This exercise calls for an exact transcription. Set down every record below.

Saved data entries
________
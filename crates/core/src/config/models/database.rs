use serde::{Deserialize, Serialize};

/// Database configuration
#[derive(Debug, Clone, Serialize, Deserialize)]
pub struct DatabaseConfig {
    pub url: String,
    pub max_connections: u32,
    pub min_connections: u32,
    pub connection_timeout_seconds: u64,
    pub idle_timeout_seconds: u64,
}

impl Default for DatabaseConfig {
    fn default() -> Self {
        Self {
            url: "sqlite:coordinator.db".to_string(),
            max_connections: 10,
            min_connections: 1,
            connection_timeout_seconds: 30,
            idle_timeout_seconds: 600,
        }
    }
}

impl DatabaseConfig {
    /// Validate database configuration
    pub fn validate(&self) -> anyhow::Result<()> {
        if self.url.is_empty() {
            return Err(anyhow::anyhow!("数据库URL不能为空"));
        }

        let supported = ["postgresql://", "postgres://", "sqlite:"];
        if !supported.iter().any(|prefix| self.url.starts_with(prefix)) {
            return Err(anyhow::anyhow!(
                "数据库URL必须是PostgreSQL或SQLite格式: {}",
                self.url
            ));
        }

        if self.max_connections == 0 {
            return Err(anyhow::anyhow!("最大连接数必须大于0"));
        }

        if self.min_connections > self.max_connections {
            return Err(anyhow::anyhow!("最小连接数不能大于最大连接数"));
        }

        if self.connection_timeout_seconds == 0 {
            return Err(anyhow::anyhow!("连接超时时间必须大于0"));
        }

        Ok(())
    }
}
________
Solution below.
filename crates/core/src/config/models/database.rs
use serde::{Deserialize, Serialize};

/// Database configuration
#[derive(Debug, Clone, Serialize, Deserialize)]
pub struct DatabaseConfig {
    pub url: String,
    pub max_connections: u32,
    pub min_connections: u32,
    pub connection_timeout_seconds: u64,
    pub idle_timeout_seconds: u64,
}

impl Default for DatabaseConfig {
    fn default() -> Self {
        Self {
            url: "sqlite:coordinator.db".to_string(),
            max_connections: 10,
            min_connections: 1,
            connection_timeout_seconds: 30,
            idle_timeout_seconds: 600,
        }
    }
}

impl DatabaseConfig {
    /// Validate database configuration
    pub fn validate(&self) -> anyhow::Result<()> {
        if self.url.is_empty() {
            return Err(anyhow::anyhow!("数据库URL不能为空"));
        }

        let supported = ["postgresql://", "postgres://", "sqlite:"];
        if !supported.iter().any(|prefix| self.url.starts_with(prefix)) {
            return Err(anyhow::anyhow!(
                "数据库URL必须是PostgreSQL或SQLite格式: {}",
                self.url
            ));
        }

        if self.max_connections == 0 {
            return Err(anyhow::anyhow!("最大连接数必须大于0"));
        }

        if self.min_connections > self.max_connections {
            return Err(anyhow::anyhow!("最小连接数不能大于最大连接数"));
        }

        if self.connection_timeout_seconds == 0 {
            return Err(anyhow::anyhow!("连接超时时间必须大于0"));
        }

        Ok(())
    }
}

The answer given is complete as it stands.